### REQUIRED WORK
Find how many lines in the material contain "IndexKind"; your answer should be that number alone.

### INPUT MATERIAL
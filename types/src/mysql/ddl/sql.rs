//! SQL generation for MySQL DDL types
//!
//! Turns [`Table`], [`Column`] and [`Index`] entities into the statement text the
//! schema driver sends to the server.

use crate::alloc_prelude::*;

use super::{Column, Index, Table};

/// Quote an identifier with backticks, doubling embedded backticks.
#[must_use]
pub fn quote_ident(ident: &str) -> String {
    format!("`{}`", ident.replace('`', "``"))
}

fn quote_list<'a>(idents: impl IntoIterator<Item = &'a str>) -> String {
    idents
        .into_iter()
        .map(quote_ident)
        .collect::<Vec<_>>()
        .join(", ")
}

// =============================================================================
// Table SQL Generation
// =============================================================================

/// A table with its columns, ready for SQL generation
#[derive(Clone, Debug)]
pub struct TableSql<'a> {
    pub table: &'a Table,
    pub columns: &'a [Column],
}

impl<'a> TableSql<'a> {
    /// Create a new TableSql for SQL generation
    pub fn new(table: &'a Table) -> Self {
        Self {
            table,
            columns: &[],
        }
    }

    /// Set columns
    pub fn columns(mut self, columns: &'a [Column]) -> Self {
        self.columns = columns;
        self
    }

    /// Generate CREATE TABLE SQL
    pub fn create_table_sql(&self) -> String {
        let mut sql = format!("CREATE TABLE {} (\n", quote_ident(self.table.name()));

        let pk_columns: Vec<&str> = self
            .columns
            .iter()
            .filter(|c| c.is_primary_key())
            .map(Column::name)
            .collect();
        let inline_pk = pk_columns.len() == 1;

        let mut lines: Vec<String> = self
            .columns
            .iter()
            .map(|column| format!("\t{}", column.to_column_sql(inline_pk)))
            .collect();

        // Composite primary key
        if pk_columns.len() > 1 {
            lines.push(format!("\tPRIMARY KEY({})", quote_list(pk_columns)));
        }

        sql.push_str(&lines.join(",\n"));
        sql.push_str("\n)");

        if let Some(engine) = self.table.engine.as_ref() {
            sql.push_str(&format!(" ENGINE={}", engine));
        }
        if let Some(charset) = self.table.charset.as_ref() {
            sql.push_str(&format!(" DEFAULT CHARSET={}", charset));
        }

        sql.push(';');
        sql
    }
}

// =============================================================================
// Column SQL Generation
// =============================================================================

impl Column {
    /// Generate the column definition SQL (without leading/trailing punctuation)
    ///
    /// `inline_pk` is set when the table has a single primary key column, which
    /// then carries `PRIMARY KEY` itself.
    pub fn to_column_sql(&self, inline_pk: bool) -> String {
        let mut sql = format!("{} {}", quote_ident(self.name()), self.sql_type());

        if self.not_null || self.is_primary_key() {
            sql.push_str(" NOT NULL");
        }

        if self.is_autoincrement() {
            sql.push_str(" AUTO_INCREMENT");
        }

        if inline_pk && self.is_primary_key() {
            sql.push_str(" PRIMARY KEY");
        }

        sql
    }
}

// =============================================================================
// Index SQL Generation
// =============================================================================

impl Index {
    /// Generate CREATE INDEX SQL
    pub fn create_index_sql(&self) -> String {
        let unique = if self.is_unique { "UNIQUE " } else { "" };
        format!(
            "CREATE {}INDEX {} ON {}({});",
            unique,
            quote_ident(self.name()),
            quote_ident(self.table()),
            quote_list(self.columns.iter().map(|c| c.as_ref()))
        )
    }
}

// =============================================================================
// Table-level utilities
// =============================================================================

impl Table {
    /// Generate DROP TABLE IF EXISTS SQL
    pub fn drop_table_if_exists_sql(&self) -> String {
        format!("DROP TABLE IF EXISTS {};", quote_ident(self.name()))
    }
}

#[cfg(test)]
mod tests {
    use super::*;
    use crate::mysql::ddl::{ColumnDef, IndexKind, TableDef};

    #[test]
    fn test_quote_ident() {
        assert_eq!(quote_ident("users"), "`users`");
        assert_eq!(quote_ident("we`ird"), "`we``ird`");
    }

    #[test]
    fn test_create_table_inline_pk() {
        let table = TableDef::new("notes")
            .engine("InnoDB")
            .charset("utf8mb4")
            .into_table();
        let columns = [
            ColumnDef::new("notes", "id", "INT")
                .primary_key()
                .autoincrement()
                .into_column(),
            Column::new("notes", "body", "TEXT"),
            Column::new("notes", "title", "VARCHAR(255)").not_null(),
        ];

        let sql = TableSql::new(&table).columns(&columns).create_table_sql();
        assert_eq!(
            sql,
            "CREATE TABLE `notes` (\n\
             \t`id` INT NOT NULL AUTO_INCREMENT PRIMARY KEY,\n\
             \t`body` TEXT,\n\
             \t`title` VARCHAR(255) NOT NULL\n\
             ) ENGINE=InnoDB DEFAULT CHARSET=utf8mb4;"
        );
    }

    #[test]
    fn test_create_table_composite_pk() {
        let table = Table::new("pairs");
        let columns = [
            Column::new("pairs", "a", "VARCHAR(10)").primary_key(),
            Column::new("pairs", "b", "VARCHAR(10)").primary_key(),
        ];

        let sql = TableSql::new(&table).columns(&columns).create_table_sql();
        assert!(sql.contains("\t`a` VARCHAR(10) NOT NULL,\n"));
        assert!(sql.contains("\tPRIMARY KEY(`a`, `b`)\n"));
        assert!(sql.ends_with(");"));
    }

    #[test]
    fn test_index_sql() {
        let index = Index::for_column("users", "email", IndexKind::Unique);
        assert_eq!(
            index.create_index_sql(),
            "CREATE UNIQUE INDEX `users_email_unique` ON `users`(`email`);"
        );

        let index = Index::for_column("users", "we`ird", IndexKind::NonUnique);
        assert_eq!(
            index.create_index_sql(),
            "CREATE INDEX `users_we``ird_idx` ON `users`(`we``ird`);"
        );
    }

    #[test]
    fn test_drop_table_if_exists_sql() {
        let table = Table::new("notes");
        assert_eq!(
            table.drop_table_if_exists_sql(),
            "DROP TABLE IF EXISTS `notes`;"
        );
    }
}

### WRITTEN RESPONSE
3